THE PROBLEM:
Among the lines of the material, copy those that hold the string "ShapeKind".

RECORDED DATA:
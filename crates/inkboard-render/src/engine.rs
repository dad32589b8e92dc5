//! Element rendering engine.
//!
//! Converts elements into draw commands against a [`Surface`]. Every
//! element renders independently: surface state is saved and restored
//! around each one. The same paths draw committed elements, in-progress
//! previews, and exports.

use crate::surface::{FontSpec, Surface};
use inkboard_core::element::{Element, Shape, ShapeKind, Stroke, StrokePoint, Text};
use inkboard_core::geometry;
use inkboard_core::interaction::InteractionState;
use inkboard_core::page::Page;
use inkboard_core::tools::ToolSettings;
use inkboard_core::trail::PointerTrail;
use kurbo::{BezPath, Point, Rect, Size};
use peniko::Color;
use std::time::Instant;

/// Length of each arrowhead chevron segment.
pub const ARROW_HEAD_LENGTH: f64 = 15.0;

/// Half-angle of the arrowhead chevron, measured from the shaft direction.
pub const ARROW_HEAD_ANGLE: f64 = std::f64::consts::FRAC_PI_6;

/// Core dot radius of the pointer trail.
const TRAIL_RADIUS: f64 = 6.0;
const TRAIL_LINE_WIDTH: f64 = 3.0;

fn trail_color() -> Color {
    Color::from_rgba8(255, 0, 0, 255)
}

/// Draw every element in z-order.
pub fn render(elements: &[Element], surface: &mut dyn Surface) {
    for element in elements {
        match element {
            Element::Stroke(stroke) => render_stroke(stroke, surface),
            Element::Shape(shape) => render_shape(shape, surface),
            Element::Text(text) => render_text(text, surface),
        }
    }
}

/// Fill the page background over `size`, then draw its elements.
pub fn render_page(page: &Page, size: Size, surface: &mut dyn Surface) {
    surface.save();
    surface.fill_rect(
        Rect::from_origin_size(Point::ZERO, size),
        page.background_color.into(),
    );
    surface.restore();
    render(&page.elements, surface);
}

/// Draw a stroke as a smoothed curve.
///
/// Fewer than two points produce no draw commands at all: a tap leaves no
/// mark. Two points draw a straight segment; more are interpolated with a
/// Catmull-Rom spline. Highlighter strokes simply carry reduced opacity
/// and composite normally.
pub fn render_stroke(stroke: &Stroke, surface: &mut dyn Surface) {
    if stroke.points.len() < 2 {
        return;
    }
    surface.save();
    surface.set_alpha(stroke.opacity);
    surface.stroke_path(
        &smoothed_path(&stroke.points),
        stroke.color.into(),
        stroke.line_width,
    );
    surface.restore();
}

/// Build the smoothed path through a point sequence.
///
/// Each segment between `points[i-1]` and `points[i]` takes its tangents
/// from the neighboring points `points[i-2]` and `points[i+1]`, clamped at
/// the sequence ends, converted to cubic Bezier control points with a 1/6
/// tangent offset. Raw pointer samples drawn as a polyline look jagged;
/// this keeps the curve through every sample smooth.
fn smoothed_path(points: &[StrokePoint]) -> BezPath {
    let mut path = BezPath::new();
    path.move_to(points[0].point());

    if points.len() == 2 {
        path.line_to(points[1].point());
        return path;
    }

    for i in 1..points.len() {
        let p0 = points[i.saturating_sub(2)].point();
        let p1 = points[i - 1].point();
        let p2 = points[i].point();
        let p3 = points[(i + 1).min(points.len() - 1)].point();

        let cp1 = Point::new(p1.x + (p2.x - p0.x) / 6.0, p1.y + (p2.y - p0.y) / 6.0);
        let cp2 = Point::new(p2.x - (p3.x - p1.x) / 6.0, p2.y - (p3.y - p1.y) / 6.0);
        path.curve_to(cp1, cp2, p2);
    }

    path
}

/// Draw a geometric shape.
pub fn render_shape(shape: &Shape, surface: &mut dyn Surface) {
    surface.save();
    let color: Color = shape.color.into();
    let rect = shape.rect();

    match shape.kind {
        ShapeKind::Rectangle => {
            if shape.is_filled {
                surface.fill_rect(rect, color);
            } else {
                surface.stroke_rect(rect, color, shape.line_width);
            }
        }
        ShapeKind::Ellipse => {
            if shape.is_filled {
                surface.fill_ellipse(rect, color);
            } else {
                surface.stroke_ellipse(rect, color, shape.line_width);
            }
        }
        ShapeKind::Line => {
            let mut path = BezPath::new();
            path.move_to(shape.origin);
            path.line_to(shape.end_point());
            surface.stroke_path(&path, color, shape.line_width);
        }
        ShapeKind::Arrow => {
            surface.stroke_path(
                &arrow_path(shape.origin, shape.end_point()),
                color,
                shape.line_width,
            );
        }
    }

    surface.restore();
}

/// Shaft plus a two-segment chevron head at the end point.
fn arrow_path(start: Point, end: Point) -> BezPath {
    let mut path = BezPath::new();
    path.move_to(start);
    path.line_to(end);

    let angle = (end.y - start.y).atan2(end.x - start.x);
    let left = Point::new(
        end.x - ARROW_HEAD_LENGTH * (angle - ARROW_HEAD_ANGLE).cos(),
        end.y - ARROW_HEAD_LENGTH * (angle - ARROW_HEAD_ANGLE).sin(),
    );
    let right = Point::new(
        end.x - ARROW_HEAD_LENGTH * (angle + ARROW_HEAD_ANGLE).cos(),
        end.y - ARROW_HEAD_LENGTH * (angle + ARROW_HEAD_ANGLE).sin(),
    );

    path.move_to(end);
    path.line_to(left);
    path.move_to(end);
    path.line_to(right);

    path
}

/// Draw a text element. Empty strings are skipped entirely.
pub fn render_text(text: &Text, surface: &mut dyn Surface) {
    if text.text.is_empty() {
        return;
    }
    surface.save();
    let font = FontSpec {
        family: &text.font_name,
        size: text.font_size,
        bold: text.is_bold,
        italic: text.is_italic,
    };
    surface.draw_text(&text.text, text.position, &font, text.color.into());
    surface.restore();
}

/// Draw the uncommitted stroke or shape of an in-progress gesture through
/// the same paths as committed elements.
pub fn render_preview(
    interaction: &InteractionState,
    settings: &ToolSettings,
    surface: &mut dyn Surface,
) {
    if let Some(stroke) = interaction.preview_stroke(settings) {
        render_stroke(&stroke, surface);
    }
    if let Some(shape) = interaction.preview_shape() {
        render_shape(shape, surface);
    }
}

/// Draw the pointer trail: a fading glow and core dot per live point, with
/// a connecting segment to the next point at the same decayed alpha.
pub fn render_trail(trail: &PointerTrail, now: Instant, surface: &mut dyn Surface) {
    if trail.is_empty() {
        return;
    }

    surface.save();
    let color = trail_color();
    let points = trail.points();

    for (i, trail_point) in points.iter().enumerate() {
        let alpha = trail_point.alpha(now);
        if alpha <= 0.0 {
            continue;
        }

        let glow = geometry::region_around(trail_point.position, TRAIL_RADIUS * 2.0);
        surface.fill_ellipse(glow, with_alpha(color, alpha * 0.3));

        let core = geometry::region_around(trail_point.position, TRAIL_RADIUS);
        surface.fill_ellipse(core, with_alpha(color, alpha));

        if let Some(next) = points.get(i + 1) {
            let mut segment = BezPath::new();
            segment.move_to(trail_point.position);
            segment.line_to(next.position);
            surface.stroke_path(&segment, with_alpha(color, alpha * 0.5), TRAIL_LINE_WIDTH);
        }
    }

    surface.restore();
}

/// Color with its alpha channel scaled by `alpha`.
fn with_alpha(color: Color, alpha: f64) -> Color {
    let rgba = color.to_rgba8();
    Color::from_rgba8(
        rgba.r,
        rgba.g,
        rgba.b,
        (rgba.a as f64 * alpha.clamp(0.0, 1.0)).round() as u8,
    )
}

COMPLETED TASK:
use inkboard_core::element::{Element, Shape, ShapeKind, Stroke, StrokePoint, Text};
        ShapeKind::Rectangle => {
        ShapeKind::Ellipse => {
        ShapeKind::Line => {
        ShapeKind::Arrow => {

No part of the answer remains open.